Data shown:
────────────────────

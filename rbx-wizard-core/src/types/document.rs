//! Shared editable document types

use chrono::{DateTime, Utc};
use serde::{Deserialize, Serialize};

use super::column::TemplateKind;

/// Identity of a shared document.
///
/// Editors bound to equal keys share one buffer and one save status.
#[derive(Debug, Clone, PartialEq, Eq, Hash, Serialize, Deserialize)]
pub enum DocumentKey {
    /// `template:<kind>`
    Template(TemplateKind),
    /// `statement:<id>`
    Statement(String),
    /// A scratch buffer that is never written to the backend.
    Local(uuid::Uuid),
}

impl DocumentKey {
    /// A fresh local key.
    #[must_use]
    pub fn local() -> Self {
        Self::Local(uuid::Uuid::new_v4())
    }
}

impl std::fmt::Display for DocumentKey {
    fn fmt(&self, f: &mut std::fmt::Formatter<'_>) -> std::fmt::Result {
        match self {
            Self::Template(kind) => write!(f, "template:{kind}"),
            Self::Statement(id) => write!(f, "statement:{id}"),
            Self::Local(id) => write!(f, "local:{id}"),
        }
    }
}

#[derive(Debug, Clone, Copy, Default, PartialEq, Eq, Serialize, Deserialize)]
#[serde(rename_all = "lowercase")]
pub enum SaveStatus {
    #[default]
    Idle,
    Saving,
    Saved,
    Error,
}

/// Observable snapshot of one shared document.
#[derive(Debug, Clone, Default, PartialEq, Eq, Serialize)]
#[serde(rename_all = "camelCase")]
pub struct DocumentState {
    pub text: String,
    pub status: SaveStatus,
    /// `text` differs from the last successfully persisted content.
    pub is_dirty: bool,
    pub last_saved_at: Option<DateTime<Utc>>,
}

impl DocumentState {
    /// Status line shown next to an editor.
    #[must_use]
    pub fn status_message(&self, now: DateTime<Utc>) -> String {
        match self.status {
            SaveStatus::Saving => "Saving...".to_string(),
            SaveStatus::Saved => match self.last_saved_at {
                Some(at) => format!("Saved {}", format_relative(at, now)),
                None => "Saved".to_string(),
            },
            SaveStatus::Error => "Failed to save".to_string(),
            SaveStatus::Idle if self.is_dirty => "Unsaved changes".to_string(),
            SaveStatus::Idle => String::new(),
        }
    }
}

fn format_relative(at: DateTime<Utc>, now: DateTime<Utc>) -> String {
    let seconds = (now - at).num_seconds().max(0);
    if seconds < 60 {
        return format!("{seconds}s ago");
    }
    let minutes = seconds / 60;
    if minutes < 60 {
        return format!("{minutes}m ago");
    }
    let hours = minutes / 60;
    if hours < 24 {
        return format!("{hours}h ago");
    }
    at.format("%Y-%m-%d").to_string()
}

/// Result of asking a document to save.
#[derive(Debug, Clone, Copy, PartialEq, Eq)]
pub enum SaveOutcome {
    /// The content was persisted.
    Saved,
    /// The write failed; the buffer is kept.
    Failed,
    /// Nothing to write (unchanged from the persisted content, or no backend).
    Skipped,
    /// A save is in flight; one follow-up save will run after it settles.
    Queued,
}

────────────────────

Exercise: Search the data above for the word "PartialEq", then gather each line in which it appears.

Worked solution:
#[derive(Debug, Clone, PartialEq, Eq, Hash, Serialize, Deserialize)]
#[derive(Debug, Clone, Copy, Default, PartialEq, Eq, Serialize, Deserialize)]
#[derive(Debug, Clone, Default, PartialEq, Eq, Serialize)]
#[derive(Debug, Clone, Copy, PartialEq, Eq)]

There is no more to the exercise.